Согласно этой директиве приостанавливалось наступление группы армий
"Север". Командующему группой армий "Центр" Боку было приказано заняться
наведением порядка в своих армиях, и особенно восстановить боеготовность
танковых соединений Рундштедту - группа армий "Юг".- приложить все силы для
уничтожения советских армий и не позволить им уйти на восток, за Днепр
Вынужденный отдать такое приказание, Гитлер был этим очень недоволен,
потому что подобная приостановка никак не входила в прежние расчеты ни его,
ни верховного командования вермахта. Многие генералы из окружения Гитлера
всячески подбивали фюрера на продолжение безоглядного наступления на Москву,
да и сам Гитлер, все время искавший возможностей осуществить свои прежние
намерения, вдруг, вопреки логике событий, неожиданно для командующих, 23
июля отдает дополнение к директиве No 33, которое в корне меняет ранее
поставленные задачи.
Теперь Лееб группой армий "Север" должен - без дополнительных танковых
сил - взять Ленинград. Бок группой армий "Центр" - взять Москву, и, кроме
того, 3-й танковой группе, входящей в состав его войск, приказано двинуться
к Волге. А Рундштедт на юге, получив подкрепление, должен был пройти через
Харьков и Донбасс, вторгнуться на Кавказ и осуществить , дальнейшие планы,
намеченные в директиве No 32, то есть двигаться в Ирак и Иран.
Как видим, Гитлер, не считаясь с обстановкой на фронтах, пытается
волевым напором осуществить свои заветные замыслы. В Данном случае он был
похож на Сталина, который тоже частенько, не считаясь с обстановкой, исходил
лишь из своих желаний. Но у Гитлера позиции были, пожалуй, попрочнее. Зачем
ждать? Противник разгромлен, он шатается, его надо только толкнуть! Ведь
несколько дней назад всем было ясно - война выиграна.
Главнокомандующий сухопутными силами Браухич и начальник генерального,
штаба Гальдер поняли невыполнимость задач, которые ставил в этих новых
указаниях Гитлер.
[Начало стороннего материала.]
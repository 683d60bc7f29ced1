//! High-level emission primitives for synthesized method bodies.
//!
//! [`ILEmitter`] wraps an [`InstructionEncoder`] with operations phrased in terms of
//! the object model: arguments, fields, locals, methods and types. Every body the
//! proxy synthesizer produces is a straight-line composition of these primitives, and
//! the stack effect of calls is derived from the callee signature.
//!
//! # Examples
//!
//! ```rust
//! use cilproxy::assembly::ILEmitter;
//!
//! let mut emitter = ILEmitter::new();
//! emitter.push_arg(1)?;
//! emitter.push_int(2)?;
//! emitter.pop()?;
//! emitter.ret()?;
//!
//! let body = emitter.finish()?;
//! assert_eq!(body.code, vec![0x03, 0x18, 0x26, 0x2A]);
//! assert_eq!(body.max_stack, 2);
//! # Ok::<(), cilproxy::Error>(())
//! ```

use crate::{
    assembly::{InstructionEncoder, Operand},
    metadata::{
        method::{Method, MethodBody, MethodRc},
        tables::{FieldRc, MethodSpecRc},
        token::Token,
        typesystem::{CilTypeRc, CilTypeRef},
    },
    Result,
};

/// A local variable slot declared with [`ILEmitter::declare_local`]
#[derive(Debug, Clone, Copy, PartialEq, Eq)]
pub struct Local {
    index: u16,
}

impl Local {
    /// Slot index
    #[must_use]
    pub fn index(&self) -> u16 {
        self.index
    }
}

/// Builds one method body from stack-machine primitives.
#[derive(Default)]
pub struct ILEmitter {
    encoder: InstructionEncoder,
    locals: Vec<CilTypeRef>,
}

impl ILEmitter {
    /// Create an emitter for an empty body
    #[must_use]
    pub fn new() -> Self {
        ILEmitter {
            encoder: InstructionEncoder::new(),
            locals: Vec::new(),
        }
    }

    /// Load the receiver, `ldarg.0`
    ///
    /// # Errors
    /// Propagates encoder errors.
    pub fn push_this(&mut self) -> Result<()> {
        self.encoder.emit_ldarg(0)
    }

    /// Load argument `index`, 0 being the receiver of instance methods
    ///
    /// # Errors
    /// Returns [`crate::Error::Malformed`] for a negative or too large index.
    pub fn push_arg(&mut self, index: i32) -> Result<()> {
        let index = u16::try_from(index)
            .map_err(|_| malformed_error!("Argument index {} is out of range", index))?;
        self.encoder.emit_ldarg(index)
    }

    /// Load an instance field of the receiver, `ldarg.0; ldfld`
    ///
    /// # Errors
    /// Propagates encoder errors.
    pub fn push_field(&mut self, field: &FieldRc) -> Result<()> {
        self.push_this()?;
        self.encoder
            .emit_instruction("ldfld", Some(Operand::Token(field.token)))
    }

    /// Store into an instance field, expecting the object and the value on the stack
    ///
    /// # Errors
    /// Returns [`crate::Error::StackUnderflow`] if either is missing.
    pub fn store_field(&mut self, field: &FieldRc) -> Result<()> {
        self.encoder
            .emit_instruction("stfld", Some(Operand::Token(field.token)))
    }

    /// Declare a local variable of type `ty`
    ///
    /// # Errors
    /// Returns [`crate::Error::Malformed`] if the local slots are exhausted.
    pub fn declare_local(&mut self, ty: &CilTypeRc) -> Result<Local> {
        let index = u16::try_from(self.locals.len())
            .map_err(|_| malformed_error!("Too many locals in method body"))?;
        self.locals.push(CilTypeRef::new(ty));
        Ok(Local { index })
    }

    /// Load a local
    ///
    /// # Errors
    /// Propagates encoder errors.
    pub fn push_local(&mut self, local: Local) -> Result<()> {
        self.encoder.emit_ldloc(local.index)
    }

    /// Store the top of the stack into a local
    ///
    /// # Errors
    /// Returns [`crate::Error::StackUnderflow`] on an empty stack.
    pub fn store_local(&mut self, local: Local) -> Result<()> {
        self.encoder.emit_stloc(local.index)
    }

    /// Load a 32-bit integer constant in its shortest encoding
    ///
    /// # Errors
    /// Propagates encoder errors.
    pub fn push_int(&mut self, value: i32) -> Result<()> {
        self.encoder.emit_ldc_i4(value)
    }

    /// Allocate a zero-based array of `element` with `len` elements
    ///
    /// # Errors
    /// Propagates encoder errors.
    pub fn new_array(&mut self, element: &CilTypeRc, len: i32) -> Result<()> {
        self.push_int(len)?;
        self.encoder
            .emit_instruction("newarr", Some(Operand::Token(element.token)))
    }

    /// Duplicate the top of the stack
    ///
    /// # Errors
    /// Returns [`crate::Error::StackUnderflow`] on an empty stack.
    pub fn dup(&mut self) -> Result<()> {
        self.encoder.emit_instruction("dup", None)
    }

    /// Discard the top of the stack
    ///
    /// # Errors
    /// Returns [`crate::Error::StackUnderflow`] on an empty stack.
    pub fn pop(&mut self) -> Result<()> {
        self.encoder.emit_instruction("pop", None)
    }

    /// Box the top of the stack if `ty` is a value type or a generic parameter.
    /// Reference types are left as they are.
    ///
    /// # Errors
    /// Returns [`crate::Error::StackUnderflow`] on an empty stack.
    pub fn box_if_needed(&mut self, ty: &CilTypeRc) -> Result<()> {
        if ty.is_value_type() || ty.is_generic_parameter() {
            self.encoder
                .emit_instruction("box", Some(Operand::Token(ty.token)))?;
        }
        Ok(())
    }

    /// Convert the object on the stack to `ty`, unboxing value types
    ///
    /// # Errors
    /// Returns [`crate::Error::StackUnderflow`] on an empty stack.
    pub fn unbox_any(&mut self, ty: &CilTypeRc) -> Result<()> {
        self.encoder
            .emit_instruction("unbox.any", Some(Operand::Token(ty.token)))
    }

    /// Cast the reference on the stack to `ty`
    ///
    /// # Errors
    /// Returns [`crate::Error::StackUnderflow`] on an empty stack.
    pub fn castclass(&mut self, ty: &CilTypeRc) -> Result<()> {
        self.encoder
            .emit_instruction("castclass", Some(Operand::Token(ty.token)))
    }

    /// Store a reference into an array element, expecting array, index and value
    ///
    /// # Errors
    /// Returns [`crate::Error::StackUnderflow`] if the three operands are missing.
    pub fn stelem_ref(&mut self) -> Result<()> {
        self.encoder.emit_instruction("stelem.ref", None)
    }

    /// Non-virtual call
    ///
    /// # Errors
    /// Returns [`crate::Error::StackUnderflow`] if the arguments are missing.
    pub fn call(&mut self, method: &MethodRc) -> Result<()> {
        self.emit_call("call", method.token, method)
    }

    /// Virtual or interface call
    ///
    /// # Errors
    /// Returns [`crate::Error::StackUnderflow`] if the receiver or arguments are missing.
    pub fn callvirt(&mut self, method: &MethodRc) -> Result<()> {
        self.emit_call("callvirt", method.token, method)
    }

    /// Non-virtual call of a generic method instantiation
    ///
    /// # Errors
    /// Returns [`crate::Error::StackUnderflow`] if the arguments are missing.
    pub fn call_spec(&mut self, spec: &MethodSpecRc) -> Result<()> {
        self.emit_call("call", spec.token, &spec.method)
    }

    /// Virtual call of a generic method instantiation
    ///
    /// # Errors
    /// Returns [`crate::Error::StackUnderflow`] if the receiver or arguments are missing.
    pub fn callvirt_spec(&mut self, spec: &MethodSpecRc) -> Result<()> {
        self.emit_call("callvirt", spec.token, &spec.method)
    }

    /// Allocate an object and run `constructor` on it
    ///
    /// # Errors
    /// Returns [`crate::Error::StackUnderflow`] if the constructor arguments are missing.
    pub fn new_object(&mut self, constructor: &MethodRc) -> Result<()> {
        let args = Self::arg_count(constructor.param_count())?;
        self.encoder.emit_call(
            "newobj",
            Some(Operand::Token(constructor.token)),
            args,
            true,
        )
    }

    /// Load the runtime handle of a method
    ///
    /// # Errors
    /// Propagates encoder errors.
    pub fn ldtoken(&mut self, method: &MethodRc) -> Result<()> {
        self.encoder
            .emit_instruction("ldtoken", Some(Operand::Token(method.token)))
    }

    /// Load the runtime handle of a generic method instantiation
    ///
    /// # Errors
    /// Propagates encoder errors.
    pub fn ldtoken_spec(&mut self, spec: &MethodSpecRc) -> Result<()> {
        self.encoder
            .emit_instruction("ldtoken", Some(Operand::Token(spec.token)))
    }

    /// Return, with the value on the stack if there is one
    ///
    /// # Errors
    /// Propagates encoder errors.
    pub fn ret(&mut self) -> Result<()> {
        let has_result = self.encoder.current_stack_depth() > 0;
        self.encoder.emit_ret(has_result)
    }

    /// Current evaluation stack depth
    #[must_use]
    pub fn stack_depth(&self) -> usize {
        self.encoder.current_stack_depth()
    }

    /// Finish the body
    ///
    /// # Errors
    /// Returns an error if a label is unresolved.
    pub fn finish(self) -> Result<MethodBody> {
        let (code, max_stack) = self.encoder.finalize()?;
        Ok(MethodBody::new(code, max_stack, self.locals))
    }

    fn emit_call(&mut self, mnemonic: &str, token: Token, method: &Method) -> Result<()> {
        let receiver = usize::from(!method.is_static());
        let args = Self::arg_count(method.param_count() + receiver)?;
        self.encoder.emit_call(
            mnemonic,
            Some(Operand::Token(token)),
            args,
            !method.returns_void(),
        )
    }

    fn arg_count(count: usize) -> Result<u8> {
        u8::try_from(count).map_err(|_| malformed_error!("Call with {} arguments", count))
    }
}
//! Lock helpers for the runtime heap.
//!
//! Heap objects guard their mutable state with [`std::sync::RwLock`]. A poisoned lock
//! means another thread panicked mid-execution, which is reported as
//! [`crate::Error::LockError`] instead of propagating the panic.

/// Acquire a read guard or return [`crate::Error::LockError`] from the enclosing function.
macro_rules! read_lock {
    ($rwlock:expr) => {
        $rwlock.read().map_err(|_| crate::Error::LockError)?
    };
}

/// Acquire a write guard or return [`crate::Error::LockError`] from the enclosing function.
macro_rules! write_lock {
    ($rwlock:expr) => {
        $rwlock.write().map_err(|_| crate::Error::LockError)?
    };
}
use rustc_hash::FxHashMap;

/// 字典树节点
/// 由所属字典树独占持有，仅能沿root的字符路径到达；构建完成后只读
#[derive(Debug, Clone)]
pub struct TrieNode<V> {
    /// 下一字符 → 子节点
    children: FxHashMap<char, TrieNode<V>>,
    /// 终端载荷（Some表示从root到此节点的字符路径是一条完整规则Key）
    value: Option<V>,
}

impl<V> Default for TrieNode<V> {
    fn default() -> Self {
        Self {
            children: FxHashMap::default(),
            value: None,
        }
    }
}

impl<V> TrieNode<V> {
    /// 按字符取子节点
    #[inline(always)]
    pub fn child(&self, ch: char) -> Option<&TrieNode<V>> {
        self.children.get(&ch)
    }

    /// 按字符取可变子节点
    #[inline(always)]
    pub fn child_mut(&mut self, ch: char) -> Option<&mut TrieNode<V>> {
        self.children.get_mut(&ch)
    }

    /// 取子节点，缺失时创建空节点（构建期使用）
    #[inline(always)]
    pub fn child_or_create(&mut self, ch: char) -> &mut TrieNode<V> {
        self.children.entry(ch).or_default()
    }

    /// 终端载荷
    #[inline(always)]
    pub fn value(&self) -> Option<&V> {
        self.value.as_ref()
    }

    /// 设置终端载荷（重复Key后写覆盖即发生在这里）
    #[inline(always)]
    pub fn set_value(&mut self, value: V) -> Option<V> {
        self.value.replace(value)
    }

    /// 是否为终端节点
    #[inline(always)]
    pub fn is_terminal(&self) -> bool {
        self.value.is_some()
    }

    /// 子节点数量
    #[inline(always)]
    pub fn child_count(&self) -> usize {
        self.children.len()
    }
}
use std::fmt::{self, Write};

// ======================== 输出截断工具函数 ========================
/// 空白字符折叠 + 截断 - 零堆分配的日志预览核心函数
/// 逻辑：
/// 1. 遍历字符，连续空白折叠为单个空格（不修改原字符串，仅格式化输出）
/// 2. 达到最大长度时立即终止并补省略号，避免多余计算
/// 3. 全程无堆分配、无String创建
#[inline(always)]
pub fn preview_compact(s: &str, max_len: usize) -> impl fmt::Display + '_ {
    struct CompactView<'a> {
        source: &'a str,
        max_length: usize,
    }

    impl fmt::Display for CompactView<'_> {
        fn fmt(&self, f: &mut fmt::Formatter<'_>) -> fmt::Result {
            let mut char_count = 0;
            let mut last_was_whitespace = false;
            let mut truncated = false;

            for ch in self.source.chars() {
                // 达到最大长度，立即退出（避免多余遍历）
                if char_count >= self.max_length {
                    truncated = true;
                    break;
                }

                if ch.is_whitespace() {
                    // 仅当最后一个字符不是空白时，才写入单个空格
                    if !last_was_whitespace {
                        f.write_str(" ")?;
                        char_count += 1;
                        last_was_whitespace = true;
                    }
                } else {
                    // 非空白字符直接写入
                    f.write_char(ch)?;
                    char_count += 1;
                    last_was_whitespace = false;
                }
            }

            if truncated {
                f.write_char('…')?;
            }
            Ok(())
        }
    }

    CompactView {
        source: s,
        max_length: max_len,
    }
}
Они высказали свои точки зрения, но аргументы их не были
признаны достаточно убедительными.
Тем временем на западном направлении продолжалось Смоленское сражение.
В районах Ярцева, Ельни, Смоленска, в котлах у Могилева советские войска
действовали очень активно, исход этих боев был настолько непредсказуем и
успех действий советских войск мог привести к таким тяжелым последствиям,
что Гитлер был вынужден 30 июля отдать еще одну, очередную, директиву No 34,
которой практически отменял свой предыдущий приказ и в которой снова давал
указания о переходе к оборонительным действиям.
Командующий центральной группой войск Бок был очень недоволен этим
приказам, потому что он все еще был уверен, что сможет решительным рывком в
сторону Москвы опрокинуть советские части и овладеть столицей.
После войны гитлеровские генералы обвинили своего фюрера в авантюризме
и недостаточной стратегической грамотности. Но сравнение действий фюрера и
его командующего на центральном направлении свидетельствует как раз об
обратном. В данном случае Гитлер, опасаясь тяжелых последствий в результате
наступательных действий советских армий, приказывал Боку остановиться,
отбить наступление, дообеспечить свои войска, привести их в порядок и только
после этого возобновить наступление. Однако Бок готов был ослушаться фюрера,
он заявлял:
"Мы теряем огромный шанс... Необходимо двигаться вперед, на Витебск, не
обращая внимания на создавшиеся в тылу котлы". Главнокомандующему Браухичу
он сказал:
"Принципы современной войны требуют продолжать наше движение на Москву.
Мы разбили большое число соединений противника". Более осторожный Браухич
говорил Боку о том, что в тылу остались еще сильные советские части И надо
перейти к временной обороне. Но Бок продолжал настаивать на своем.
Для того чтобы окончательно разобраться в сложившейся обстановке и
сделать заключение, кто же прав - Бок или Враухич, Гитлер 4 августа прилетел
в Борисов, в штаб группы армии "Центр". Главным вопросом, который назрел и
по поводу которого Гитлер должен был принять решение, был вопрос о том, где
сосредоточить основное усилие -на наступлении на Москву или на взятии Киева.